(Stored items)
════════════════════
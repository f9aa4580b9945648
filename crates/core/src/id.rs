//! Strongly-typed identifiers used across the domain.

use core::borrow::Borrow;
use core::str::FromStr;
use serde::{Deserialize, Serialize};

use crate::error::DomainError;

/// Product code (the `CODIGO` column): unique, immutable key of a product.
///
/// Codes are stored trimmed and must not be empty.
#[derive(Debug, Clone, PartialEq, Eq, PartialOrd, Ord, Hash, Serialize, Deserialize)]
#[serde(try_from = "String", into = "String")]
pub struct ProductCode(String);

impl ProductCode {
    pub fn new(code: impl AsRef<str>) -> Result<Self, DomainError> {
        let trimmed = code.as_ref().trim();
        if trimmed.is_empty() {
            return Err(DomainError::invalid_id("product code cannot be empty"));
        }
        Ok(Self(trimmed.to_string()))
    }

    pub fn as_str(&self) -> &str {
        &self.0
    }
}

impl core::fmt::Display for ProductCode {
    fn fmt(&self, f: &mut core::fmt::Formatter<'_>) -> core::fmt::Result {
        f.write_str(&self.0)
    }
}

impl FromStr for ProductCode {
    type Err = DomainError;

    fn from_str(s: &str) -> Result<Self, Self::Err> {
        Self::new(s)
    }
}

impl TryFrom<String> for ProductCode {
    type Error = DomainError;

    fn try_from(value: String) -> Result<Self, Self::Error> {
        Self::new(value)
    }
}

impl From<ProductCode> for String {
    fn from(value: ProductCode) -> Self {
        value.0
    }
}

impl AsRef<str> for ProductCode {
    fn as_ref(&self) -> &str {
        &self.0
    }
}

impl Borrow<str> for ProductCode {
    fn borrow(&self) -> &str {
        &self.0
    }
}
════════════════════
» **Your goal**:
Produce an exact copy of the lines from the one containing "fn fmt(&self, f: &mut" through the final line of the data, both ends included, and only those.

» **Solution to the exercise**:
    fn fmt(&self, f: &mut core::fmt::Formatter<'_>) -> core::fmt::Result {
        f.write_str(&self.0)
    }
}

impl FromStr for ProductCode {
    type Err = DomainError;

    fn from_str(s: &str) -> Result<Self, Self::Err> {
        Self::new(s)
    }
}

impl TryFrom<String> for ProductCode {
    type Error = DomainError;

    fn try_from(value: String) -> Result<Self, Self::Error> {
        Self::new(value)
    }
}

impl From<ProductCode> for String {
    fn from(value: ProductCode) -> Self {
        value.0
    }
}

impl AsRef<str> for ProductCode {
    fn as_ref(&self) -> &str {
        &self.0
    }
}

impl Borrow<str> for ProductCode {
    fn borrow(&self) -> &str {
        &self.0
    }
}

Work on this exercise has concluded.